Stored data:

#[cfg(test)]
mod tests {
    use super::*;
    use crate::audit::store::test_support::FaultyAuditStore;
    use crate::store::StoreResult;
    use async_trait::async_trait;
    use lexguard_common::ErrorCode;

    fn trail() -> AuditTrail {
        AuditTrail::new(
            Arc::new(InMemoryAuditStore::new()),
            AuditConfig::default(),
            DetectionConfig::default(),
        )
    }

    fn failed_login(tenant: &TenantId, at: DateTime<Utc>) -> AuditEvent {
        AuditEvent::new(tenant.clone(), ActionType::Login)
            .user("u1")
            .failed(ErrorCode::InvalidCredentials, "bad password")
            .at(at)
    }

    #[tokio::test]
    async fn test_log_event_assigns_id() {
        let trail = trail();
        let tenant = TenantId::new("t1");
        let id = trail.log_event(AuditEvent::new(tenant.clone(), ActionType::Read)).await;
        assert!(!id.is_empty());

        let now = Utc::now();
        let events = trail.events_between(&tenant, now - Duration::minutes(1), now).await.unwrap();
        assert_eq!(events.len(), 1);
        assert_eq!(events[0].id, id);
    }

    #[tokio::test]
    async fn test_event_without_tenant_is_kept() {
        let trail = trail();
        trail.log_event(AuditEvent::new(TenantId::new(""), ActionType::Login)).await;

        let now = Utc::now();
        let events = trail
            .events_between(&TenantId::new(UNSCOPED_TENANT), now - Duration::minutes(1), now)
            .await
            .unwrap();
        assert_eq!(events.len(), 1);
    }

    #[tokio::test]
    async fn test_brute_force_detected_once() {
        let trail = trail();
        let tenant = TenantId::new("t1");
        let now = Utc::now();
        for _ in 0..6 {
            trail.log_event(failed_login(&tenant, now)).await;
        }

        let first = trail.detect_intrusions_at(&tenant, now).await.unwrap();
        assert_eq!(first.len(), 1);
        assert_eq!(first[0].threat_type, ThreatType::BruteForceLogin);

        let second = trail.detect_intrusions_at(&tenant, now).await.unwrap();
        assert_eq!(second.len(), 1);
        assert_eq!(second[0].id, first[0].id);
        assert_eq!(trail.list_threats(&tenant, None).await.unwrap().len(), 1);
    }

    #[tokio::test]
    async fn test_old_failures_fall_out_of_window() {
        let trail = trail();
        let tenant = TenantId::new("t1");
        let now = Utc::now();
        for _ in 0..6 {
            trail.log_event(failed_login(&tenant, now - Duration::hours(2))).await;
        }
        assert!(trail.detect_intrusions_at(&tenant, now).await.unwrap().is_empty());
    }

    #[tokio::test]
    async fn test_report_period_validation() {
        let trail = trail();
        let now = Utc::now();
        let result = trail
            .generate_audit_report(&TenantId::new("t1"), now, now - Duration::days(1))
            .await;
        assert!(matches!(result, Err(SecurityError::InvalidInput(_))));
    }

    #[tokio::test]
    async fn test_threat_status_transitions() {
        let trail = trail();
        let tenant = TenantId::new("t1");
        let threat = SecurityThreat::new(tenant.clone(), ThreatType::SuspiciousActivity, Severity::Medium, "x");
        let id = trail.log_security_threat(threat).await;

        let updated = trail.update_threat_status(&tenant, &id, ThreatStatus::Investigating).await.unwrap();
        assert_eq!(updated.status, ThreatStatus::Investigating);
        trail.update_threat_status(&tenant, &id, ThreatStatus::Resolved).await.unwrap();

        assert!(matches!(
            trail.update_threat_status(&tenant, &id, ThreatStatus::Investigating).await,
            Err(SecurityError::InvalidThreatTransition { .. })
        ));
        assert!(matches!(
            trail.update_threat_status(&TenantId::new("t2"), &id, ThreatStatus::Resolved).await,
            Err(SecurityError::ThreatNotFound(_))
        ));
        assert_eq!(trail.list_threats(&tenant, Some(ThreatStatus::Resolved)).await.unwrap().len(), 1);
    }

    #[tokio::test(flavor = "multi_thread", worker_threads = 4)]
    async fn test_concurrent_transitions_apply_once() {
        let trail = Arc::new(trail());
        let tenant = TenantId::new("t1");

        for _ in 0..8 {
            let threat = SecurityThreat::new(tenant.clone(), ThreatType::SuspiciousActivity, Severity::Medium, "x");
            let id = trail.log_security_threat(threat).await;

            let mut handles = Vec::new();
            for _ in 0..2 {
                let trail = trail.clone();
                let tenant = tenant.clone();
                let id = id.clone();
                handles.push(tokio::spawn(async move {
                    trail.update_threat_status(&tenant, &id, ThreatStatus::Resolved).await
                }));
            }

            let mut applied = 0;
            for handle in handles {
                match handle.await.unwrap() {
                    Ok(_) => applied += 1,
                    Err(e) => assert!(matches!(e, SecurityError::InvalidThreatTransition { .. })),
                }
            }
            assert_eq!(applied, 1);
        }
    }

    #[tokio::test]
    async fn test_retention_keeps_open_threats() {
        let trail = trail();
        let tenant = TenantId::new("t1");
        let now = Utc::now();
        let ancient = now - Duration::days(2000);

        trail.log_event(AuditEvent::new(tenant.clone(), ActionType::Read).at(ancient)).await;
        trail.log_event(AuditEvent::new(tenant.clone(), ActionType::Read).at(now)).await;
        let open = SecurityThreat::new(tenant.clone(), ThreatType::BruteForceLogin, Severity::High, "old")
            .detected_at(ancient);
        trail.log_security_threat(open).await;

        let summary = trail.cleanup_old_logs_at(now).await.unwrap();
        assert_eq!(summary.events_removed, 1);
        assert_eq!(summary.threats_removed, 0);
        assert_eq!(trail.list_threats(&tenant, None).await.unwrap().len(), 1);
    }

    #[tokio::test]
    async fn test_failing_store_parks_and_replays() {
        let store = Arc::new(FaultyAuditStore::offline());
        let trail = AuditTrail::new(
            store.clone(),
            AuditConfig { pending_capacity: 2, ..Default::default() },
            DetectionConfig::default(),
        );
        let tenant = TenantId::new("t1");

        for _ in 0..3 {
            trail.log_event(AuditEvent::new(tenant.clone(), ActionType::Read)).await;
        }
        assert_eq!(trail.pending_count(), 2);
        assert_eq!(trail.dropped_count(), 1);

        assert_eq!(trail.flush_pending().await, 0);
        assert_eq!(trail.pending_count(), 2);

        store.set_down(false);
        assert_eq!(trail.flush_pending().await, 2);
        assert_eq!(trail.pending_count(), 0);

        let now = Utc::now();
        let events = store.inner.events_between(&tenant, now - Duration::minutes(1), now).await.unwrap();
        assert_eq!(events.len(), 2);
    }

    #[tokio::test]
    async fn test_slow_tenant_does_not_block_others() {
        let store = Arc::new(FaultyAuditStore::default());
        let trail = Arc::new(AuditTrail::new(
            store.clone(),
            AuditConfig { append_timeout_ms: 30_000, ..Default::default() },
            DetectionConfig::default(),
        ));
        let slow = TenantId::new("t1");
        let fast = TenantId::new("t2");
        store.hold(&slow);

        let pending = {
            let trail = trail.clone();
            let slow = slow.clone();
            tokio::spawn(async move { trail.log_event(AuditEvent::new(slow, ActionType::Read)).await })
        };
        tokio::task::yield_now().await;

        let logged = tokio::time::timeout(
            std::time::Duration::from_secs(1),
            trail.log_event(AuditEvent::new(fast.clone(), ActionType::Read)),
        )
        .await;
        assert!(logged.is_ok());

        let now = Utc::now();
        let window = now - Duration::minutes(1);
        assert_eq!(store.inner.events_between(&fast, window, now).await.unwrap().len(), 1);
        assert!(store.inner.events_between(&slow, window, Utc::now()).await.unwrap().is_empty());

        store.release();
        pending.await.unwrap();
        assert_eq!(store.inner.events_between(&slow, window, Utc::now()).await.unwrap().len(), 1);
        assert_eq!(trail.pending_count(), 0);
    }

    /// Store whose appends never complete in time
    struct StalledStore(InMemoryAuditStore);

    #[async_trait]
    impl AuditStore for StalledStore {
        async fn append_event(&self, _event: AuditEvent) -> StoreResult<()> {
            tokio::time::sleep(std::time::Duration::from_secs(3600)).await;
            Ok(())
        }
        async fn events_between(
            &self,
            tenant_id: &TenantId,
            start: DateTime<Utc>,
            end: DateTime<Utc>,
        ) -> StoreResult<Vec<AuditEvent>> {
            self.0.events_between(tenant_id, start, end).await
        }
        async fn append_threat(&self, threat: SecurityThreat) -> StoreResult<()> {
            self.0.append_threat(threat).await
        }
        async fn threats(&self, tenant_id: &TenantId, status: Option<ThreatStatus>) -> StoreResult<Vec<SecurityThreat>> {
            self.0.threats(tenant_id, status).await
        }
        async fn update_threat(&self, threat: SecurityThreat, expected: ThreatStatus) -> StoreResult<()> {
            self.0.update_threat(threat, expected).await
        }
        async fn purge_events_before(&self, tenant_id: &TenantId, cutoff: DateTime<Utc>) -> StoreResult<usize> {
            self.0.purge_events_before(tenant_id, cutoff).await
        }
        async fn purge_resolved_threats_before(&self, tenant_id: &TenantId, cutoff: DateTime<Utc>) -> StoreResult<usize> {
            self.0.purge_resolved_threats_before(tenant_id, cutoff).await
        }
        async fn tenants(&self) -> StoreResult<Vec<TenantId>> {
            self.0.tenants().await
        }
    }

    #[tokio::test(start_paused = true)]
    async fn test_stalled_store_does_not_block_caller() {
        let trail = AuditTrail::new(
            Arc::new(StalledStore(InMemoryAuditStore::new())),
            AuditConfig::default(),
            DetectionConfig::default(),
        );
        let id = trail.log_event(AuditEvent::new(TenantId::new("t1"), ActionType::Read)).await;
        assert!(!id.is_empty());
        assert_eq!(trail.pending_count(), 1);
    }
}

- **Exercise**
Search the entries for the word "fast" and copy every line that has it.

- **Your solution**
        let fast = TenantId::new("t2");
            trail.log_event(AuditEvent::new(fast.clone(), ActionType::Read)),
        assert_eq!(store.inner.events_between(&fast, window, now).await.unwrap().len(), 1);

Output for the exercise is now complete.